En este país en el que muchas cosas son cuadriculadas, todo pensado y dispuesto, las citas puntuales, el esquema tan predecible como su naturaleza le dicta, es extraño que ocurran cosas como la de la odisea de la secadora: llevo ya más de un mes esperando por una pieza que hay que cambiar en la secadora. Primero vienen a ver por qué tino funciona el aparato y pagas 80 dólares por esa visita. Son cinco minutos lo que el doctor tarda en diagnosticar. La secadora es vieja y el motor se ha agotado. Lo entiendo. Le pregunto si merece la pena arreglarla o comprar una nueva. No se atreve a decir pero él se inclinaría por comprar una nueva. Me da presupuesto de lo que costaría arreglarla. (Por poco más, una nueva.) Con todo detalle explica lo que cuesta la visita de hoy, lo que costará la pieza si decidimos arreglarla, la mano de obra cuando vengan a instalar. Y se encarga de decirme que si recibo una encuesta para evaluar sus servicios, si lo califico con menos de... digamos un 4 (lo máximo es 5), no le pagarían igual sino un poco menos. No digo nada. Me quedo pensativa por un momento. El doctor tiene prisa; es bajito y nervioso, parece entendido y eficiente. Nada en su contra.
El lunes llamo a la compañía para decir que la arreglamos, que por favor encarguen la parte que corresponde. A los dos días llama el doctor y me dice que será dentro de dos semanas (¡dos semanas!) cuando venga, la pieza tarda en llegar una semana y luego hay que esperar a que el ordenador muestre un hueco para su visita, que no podrá ser hasta el sábado 17, a las 8 de la mañana (¡las ocho de la mañana!). Abro la puerta, los ojos desperezándose con desgana. El doctor entra y baja a su lugar de trabajo. Me dice que no necesita nada y me pongo a preparar café, esa rutina. A los diez minutos me llama: "tengo malas noticias, pidieron un motor que no era, han enviado una parte equivocada". No digo nada, no me quejo, estoy demasiado dormida. Que el lunes llama para decirme cuándo la envían. No llama, llamo el martes: que no sabe cuándo pero que probablemente hasta la próxima semana.

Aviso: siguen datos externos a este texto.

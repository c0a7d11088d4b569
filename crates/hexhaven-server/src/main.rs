//! Hexhaven multiplayer game server.

use std::sync::Arc;
use tracing::info;
use tracing_subscriber::{layer::SubscriberExt, util::SubscriberInitExt};

mod config;
mod protocol;
mod registry;
mod server;

use config::ServerConfig;
use server::ServerState;

#[tokio::main]
async fn main() -> anyhow::Result<()> {
    tracing_subscriber::registry()
        .with(tracing_subscriber::EnvFilter::new(
            std::env::var("RUST_LOG").unwrap_or_else(|_| "info".into()),
        ))
        .with(tracing_subscriber::fmt::layer())
        .init();

    let config = ServerConfig::from_env()?;
    info!(
        adjacency = ?config.rules.adjacency,
        target = config.rules.victory_points_to_win,
        "Starting Hexhaven server..."
    );

    let state = Arc::new(ServerState::new(config.rules));

    server::run_server(config.addr, state).await
}
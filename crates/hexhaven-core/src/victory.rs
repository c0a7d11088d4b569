//! Win detection.

use crate::player::Player;

/// The first player, in seating order, at or above `target` points
pub fn find_winner(players: &[Player], target: u32) -> Option<&Player> {
    players.iter().find(|p| p.victory_points >= target)
}
//! Player state and resource management.
//!
//! This module contains:
//! - Player struct with resources, piece counts and victory points
//! - ResourceHand for managing resource counts
//! - Building costs

use crate::board::Resource;
use crate::error::GameError;
use serde::{Deserialize, Serialize};
use uuid::Uuid;

/// Player identifier, stable for the lifetime of a connection
pub type PlayerId = Uuid;

/// Player color for UI rendering, assigned in join order.
/// Serialized as its hex code.
#[derive(Debug, Clone, Copy, PartialEq, Eq, Hash, Serialize, Deserialize)]
pub enum PlayerColor {
    #[serde(rename = "#e74c3c")]
    Red,
    #[serde(rename = "#3498db")]
    Blue,
    #[serde(rename = "#2ecc71")]
    Green,
    #[serde(rename = "#f39c12")]
    Orange,
    #[serde(rename = "#9b59b6")]
    Purple,
    #[serde(rename = "#34495e")]
    Slate,
}

impl PlayerColor {
    /// The palette in assignment order
    pub const ALL: [PlayerColor; 6] = [
        PlayerColor::Red,
        PlayerColor::Blue,
        PlayerColor::Green,
        PlayerColor::Orange,
        PlayerColor::Purple,
        PlayerColor::Slate,
    ];

    /// First palette color not in `taken`
    pub fn first_free(taken: impl IntoIterator<Item = PlayerColor>) -> Option<Self> {
        let taken: Vec<PlayerColor> = taken.into_iter().collect();
        Self::ALL.into_iter().find(|c| !taken.contains(c))
    }
}

/// A hand of resources
#[derive(Debug, Clone, Copy, Default, PartialEq, Eq, Serialize, Deserialize)]
pub struct ResourceHand {
    pub wood: u32,
    pub brick: u32,
    pub wheat: u32,
    pub sheep: u32,
    pub ore: u32,
}

impl ResourceHand {
    /// Create an empty hand
    pub fn new() -> Self {
        Self::default()
    }

    /// Create a hand with specific amounts
    pub fn with_amounts(wood: u32, brick: u32, wheat: u32, sheep: u32, ore: u32) -> Self {
        Self {
            wood,
            brick,
            wheat,
            sheep,
            ore,
        }
    }

    /// Create a hand with a single resource
    pub fn single(resource: Resource, amount: u32) -> Self {
        let mut hand = Self::new();
        hand.add(resource, amount);
        hand
    }

    /// Total number of resource cards
    pub fn total(&self) -> u32 {
        self.wood + self.brick + self.wheat + self.sheep + self.ore
    }

    pub fn is_empty(&self) -> bool {
        self.total() == 0
    }

    /// Get count of a specific resource
    pub fn get(&self, resource: Resource) -> u32 {
        match resource {
            Resource::Wood => self.wood,
            Resource::Brick => self.brick,
            Resource::Wheat => self.wheat,
            Resource::Sheep => self.sheep,
            Resource::Ore => self.ore,
        }
    }

    /// Add resources to hand
    pub fn add(&mut self, resource: Resource, amount: u32) {
        match resource {
            Resource::Wood => self.wood += amount,
            Resource::Brick => self.brick += amount,
            Resource::Wheat => self.wheat += amount,
            Resource::Sheep => self.sheep += amount,
            Resource::Ore => self.ore += amount,
        }
    }

    /// Check if can afford a cost
    pub fn can_afford(&self, cost: &ResourceHand) -> bool {
        Resource::ALL
            .iter()
            .all(|r| self.get(*r) >= cost.get(*r))
    }

    /// Try to subtract, returning false (and leaving the hand untouched) if
    /// insufficient
    pub fn try_subtract(&mut self, cost: &ResourceHand) -> bool {
        if !self.can_afford(cost) {
            return false;
        }
        self.wood -= cost.wood;
        self.brick -= cost.brick;
        self.wheat -= cost.wheat;
        self.sheep -= cost.sheep;
        self.ore -= cost.ore;
        true
    }
}

/// Building costs
pub mod costs {
    use super::ResourceHand;

    /// Cost to build a road: 1 wood, 1 brick
    pub fn road() -> ResourceHand {
        ResourceHand::with_amounts(1, 1, 0, 0, 0)
    }

    /// Cost to build a settlement: 1 wood, 1 brick, 1 wheat, 1 sheep
    pub fn settlement() -> ResourceHand {
        ResourceHand::with_amounts(1, 1, 1, 1, 0)
    }

    /// Cost to upgrade to city: 2 wheat, 3 ore
    pub fn city() -> ResourceHand {
        ResourceHand::with_amounts(0, 0, 2, 0, 3)
    }
}

/// A single player's state
#[derive(Debug, Clone, PartialEq, Eq, Serialize, Deserialize)]
#[serde(rename_all = "camelCase")]
pub struct Player {
    pub id: PlayerId,
    /// Display name
    pub name: String,
    pub color: PlayerColor,
    pub resources: ResourceHand,
    /// Always equal to `resources.total()`
    pub total_cards: u32,
    pub victory_points: u32,
    /// Pieces on the board
    pub roads: u32,
    pub settlements: u32,
    pub cities: u32,
    /// Never changed by the engine; knights are not implemented
    pub knights: u32,
    /// Never set by the engine
    pub has_longest_road: bool,
    /// Never set by the engine
    pub has_largest_army: bool,
}

impl Player {
    /// Create a new player
    pub fn new(id: PlayerId, name: String, color: PlayerColor) -> Self {
        Self {
            id,
            name,
            color,
            resources: ResourceHand::new(),
            total_cards: 0,
            victory_points: 0,
            roads: 0,
            settlements: 0,
            cities: 0,
            knights: 0,
            has_longest_road: false,
            has_largest_army: false,
        }
    }

    /// Receive resources from the bank
    pub fn gain(&mut self, resource: Resource, amount: u32) {
        self.resources.add(resource, amount);
        self.total_cards = self.resources.total();
    }

    pub fn can_afford(&self, cost: &ResourceHand) -> bool {
        self.resources.can_afford(cost)
    }

    /// Pay a cost to the bank. A short hand is left untouched.
    pub fn pay(&mut self, cost: &ResourceHand) -> Result<(), GameError> {
        if !self.resources.try_subtract(cost) {
            return Err(GameError::InsufficientResources);
        }
        self.total_cards = self.resources.total();
        Ok(())
    }

    pub fn record_road(&mut self) {
        self.roads += 1;
    }

    pub fn record_settlement(&mut self) {
        self.settlements += 1;
        self.victory_points = self.building_points();
    }

    /// A settlement becomes a city: one more point on top of the settlement's
    pub fn record_city(&mut self) {
        self.settlements = self.settlements.saturating_sub(1);
        self.cities += 1;
        self.victory_points = self.building_points();
    }

    /// Victory points implied by the pieces on the board
    pub fn building_points(&self) -> u32 {
        self.settlements + 2 * self.cities
    }
}
//! WebSocket server and connection handling.

use crate::protocol::{ClientMessage, ServerMessage};
use crate::registry::{Registry, RegistryError, Update};
use dashmap::DashMap;
use futures_util::{SinkExt, StreamExt};
use hexhaven_core::{GameAction, PlayerId, RulesConfig};
use std::net::SocketAddr;
use std::sync::Arc;
use tokio::net::{TcpListener, TcpStream};
use tokio::sync::mpsc;
use tokio_tungstenite::{accept_async, tungstenite::Message};
use tracing::{debug, error, info, warn};
use uuid::Uuid;

/// Server state shared across all connections.
pub struct ServerState {
    pub registry: Registry,
    /// Mapping from player ID to their message sender
    pub player_senders: DashMap<PlayerId, mpsc::UnboundedSender<ServerMessage>>,
}

impl ServerState {
    pub fn new(rules: RulesConfig) -> Self {
        Self {
            registry: Registry::new(rules),
            player_senders: DashMap::new(),
        }
    }

    /// Send a message to a specific player.
    pub fn send_to_player(&self, player_id: PlayerId, msg: ServerMessage) {
        if let Some(sender) = self.player_senders.get(&player_id) {
            let _ = sender.send(msg);
        }
    }

    /// Send a message to every listed player except one.
    fn broadcast_except(&self, members: &[PlayerId], except: Option<PlayerId>, msg: ServerMessage) {
        for player_id in members {
            if Some(*player_id) != except {
                self.send_to_player(*player_id, msg.clone());
            }
        }
    }

    /// Tell whoever acts next where they may build.
    fn send_placements(&self, update: &Update) {
        if let Some((player_id, placements)) = &update.placements {
            self.send_to_player(*player_id, ServerMessage::ValidPlacements(placements.clone()));
        }
    }

    fn reject(&self, player_id: PlayerId, err: RegistryError) {
        warn!(%player_id, "rejected: {}", err);
        self.send_to_player(
            player_id,
            ServerMessage::Error {
                message: err.to_string(),
            },
        );
    }
}

/// Run the WebSocket server.
pub async fn run_server(addr: SocketAddr, state: Arc<ServerState>) -> anyhow::Result<()> {
    let listener = TcpListener::bind(addr).await?;
    info!("Hexhaven server listening on {}", addr);

    while let Ok((stream, peer_addr)) = listener.accept().await {
        let state = Arc::clone(&state);
        tokio::spawn(async move {
            if let Err(e) = handle_connection(stream, peer_addr, state).await {
                error!("Connection error from {}: {}", peer_addr, e);
            }
        });
    }

    Ok(())
}

/// Handle a single WebSocket connection.
async fn handle_connection(
    stream: TcpStream,
    addr: SocketAddr,
    state: Arc<ServerState>,
) -> anyhow::Result<()> {
    let ws_stream = accept_async(stream).await?;
    info!("New WebSocket connection from {}", addr);

    let (mut ws_sender, mut ws_receiver) = ws_stream.split();

    let player_id = Uuid::new_v4();

    let welcome = serde_json::to_string(&ServerMessage::Welcome { player_id })?;
    ws_sender.send(Message::Text(welcome)).await?;

    // Registered only once the client is known to be reachable
    let (tx, mut rx) = mpsc::unbounded_channel::<ServerMessage>();
    state.player_senders.insert(player_id, tx);

    // Forward queued messages to the socket
    let send_task = tokio::spawn(async move {
        while let Some(msg) = rx.recv().await {
            match serde_json::to_string(&msg) {
                Ok(text) => {
                    if ws_sender.send(Message::Text(text)).await.is_err() {
                        break;
                    }
                }
                Err(e) => error!("Failed to encode message: {}", e),
            }
        }
    });

    while let Some(msg) = ws_receiver.next().await {
        match msg {
            Ok(Message::Text(text)) => match serde_json::from_str::<ClientMessage>(&text) {
                Ok(client_msg) => handle_message(player_id, client_msg, &state),
                Err(e) => {
                    warn!("Invalid message from {}: {}", player_id, e);
                    state.send_to_player(
                        player_id,
                        ServerMessage::Error {
                            message: "Invalid message".to_string(),
                        },
                    );
                }
            },
            Ok(Message::Close(_)) => {
                info!("Client {} closing connection", player_id);
                break;
            }
            Err(e) => {
                error!("WebSocket error from {}: {}", player_id, e);
                break;
            }
            _ => {}
        }
    }

    handle_disconnect(player_id, &state);
    send_task.abort();

    info!("Connection closed for {}", player_id);
    Ok(())
}

/// Handle a client message.
fn handle_message(player_id: PlayerId, msg: ClientMessage, state: &ServerState) {
    let action = match msg {
        ClientMessage::CreateGame { player_name } => {
            match state.registry.create_game(player_id, player_name) {
                Ok(update) => state.send_to_player(
                    player_id,
                    ServerMessage::GameCreated {
                        game_id: update.game_id,
                        game_state: update.snapshot,
                    },
                ),
                Err(e) => state.reject(player_id, e),
            }
            return;
        }

        ClientMessage::JoinGame {
            game_id,
            player_name,
        } => {
            match state.registry.join_game(player_id, &game_id, player_name) {
                Ok(update) => {
                    state.send_to_player(
                        player_id,
                        ServerMessage::GameJoined {
                            game_state: update.snapshot.clone(),
                        },
                    );
                    state.broadcast_except(
                        &update.members,
                        Some(player_id),
                        ServerMessage::PlayerJoined {
                            game_state: update.snapshot,
                        },
                    );
                }
                Err(e) => state.reject(player_id, e),
            }
            return;
        }

        ClientMessage::StartGame => {
            match state.registry.start_game(player_id) {
                Ok(update) => {
                    state.broadcast_except(
                        &update.members,
                        None,
                        ServerMessage::GameStarted {
                            game_state: update.snapshot.clone(),
                        },
                    );
                    state.send_placements(&update);
                }
                Err(e) => state.reject(player_id, e),
            }
            return;
        }

        ClientMessage::ChatMessage { message } => {
            match state.registry.chat(player_id, message) {
                Ok((members, chat)) => {
                    state.broadcast_except(&members, None, ServerMessage::ChatMessage(chat))
                }
                Err(e) => state.reject(player_id, e),
            }
            return;
        }

        ClientMessage::LeaveGame => {
            leave(player_id, state);
            state.send_to_player(player_id, ServerMessage::LeftGame);
            return;
        }

        ClientMessage::ListGames => {
            let games = state.registry.list_games();
            state.send_to_player(player_id, ServerMessage::GameList { games });
            return;
        }

        ClientMessage::Ping => {
            let games = state.registry.session_count();
            state.send_to_player(player_id, ServerMessage::Pong { games });
            return;
        }

        ClientMessage::PlaceBuilding { kind, position } => {
            GameAction::PlaceBuilding { kind, position }
        }
        ClientMessage::RollDice => GameAction::RollDice,
        ClientMessage::MoveRobber { tile_id } => GameAction::MoveRobber { tile_id },
        ClientMessage::EndTurn => GameAction::EndTurn,
    };

    match state.registry.apply(player_id, action) {
        Ok(update) => {
            for event in &update.events {
                debug!(game = %update.game_id, ?event, "game event");
            }
            state.broadcast_except(
                &update.members,
                None,
                ServerMessage::GameStateUpdated {
                    game_state: update.snapshot.clone(),
                },
            );
            state.send_placements(&update);
        }
        Err(e) => state.reject(player_id, e),
    }
}

/// Unseat a player and tell the rest of the table.
fn leave(player_id: PlayerId, state: &ServerState) {
    match state.registry.leave(player_id) {
        Ok(Some(update)) => {
            state.broadcast_except(
                &update.members,
                None,
                ServerMessage::PlayerLeft {
                    game_state: update.snapshot.clone(),
                },
            );
            state.send_placements(&update);
        }
        Ok(None) => {}
        Err(RegistryError::NotInGame) => {}
        Err(e) => warn!(%player_id, "leave failed: {}", e),
    }
}

/// Handle player disconnect.
fn handle_disconnect(player_id: PlayerId, state: &ServerState) {
    leave(player_id, state);
    state.player_senders.remove(&player_id);
}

Ayer por fin deja mensaje para decir que hoy venía, de 10 a 12. Hay que esperar, estar, cambiar todo, arreglar y desarreglar, y esperar a que llegue. ¿Qué se puede hacer?. Son las 11:45 cuando llega. Y lo que debería ser un trabajo de 10 minutos se convierte en una hora. Hago un bizconcho de naranja (¿le gustará al vecino maravilloso que quita nieve?) y unas empanadas, y me olvido de todo hasta que el doctor llama de nuevo. Presiento negativo. Bajo y le digo que no me diga lo que no quiero escuchar. "Entonces no le digo", responde, y rápido me cuenta que el motor que mandaron es defectuoso, que lo siente. ¿Que lo siente? ¿Y yo? ¿Después de tanta espera? Se las dije todas, que si tomadura de pelo, que ya más de un mes, que si hubiera sido en otra época del año no importaria tanto, que ya sabía que él no tenía la culpa pero que la compañía, que qué, que el derecho a un buen servicio, que ofrecí pagar más si hacían el envío de un día para otro, que haber tenido que cambiar el horario del día para poder estar aquí, que... ¿Qué se puede hacer? Nada. Esa es la respuesta ahora y la de muchas otras veces en situaciones parecidas. Tú pagas pero no te corresponde ningún derecho, no en este tipo de cosas. Llamo después a la supervisora, le cuento la historia, la odisea. Amablemente, me deja hablar. Eso es todo. Ahí se termina el protagonismo de la secadora. Hay que esperar una semana más para que vuelva a vivir.
En este país en el que por todo te cobran, donde la mano de obra es tan cara y donde todo se espera que funcione a la perfección y sin contratiempos, cuando eso no pasa, te sorprende más que en otros lugares. Pero pasa. En otros sitios tal vez hemos tenido que aprender a aceptar la ineficacia, el descuido y la dejadez más rápidamente porque con más frecuencia ocurren este tipo de historias. ¿Quién me cuenta la siguiente?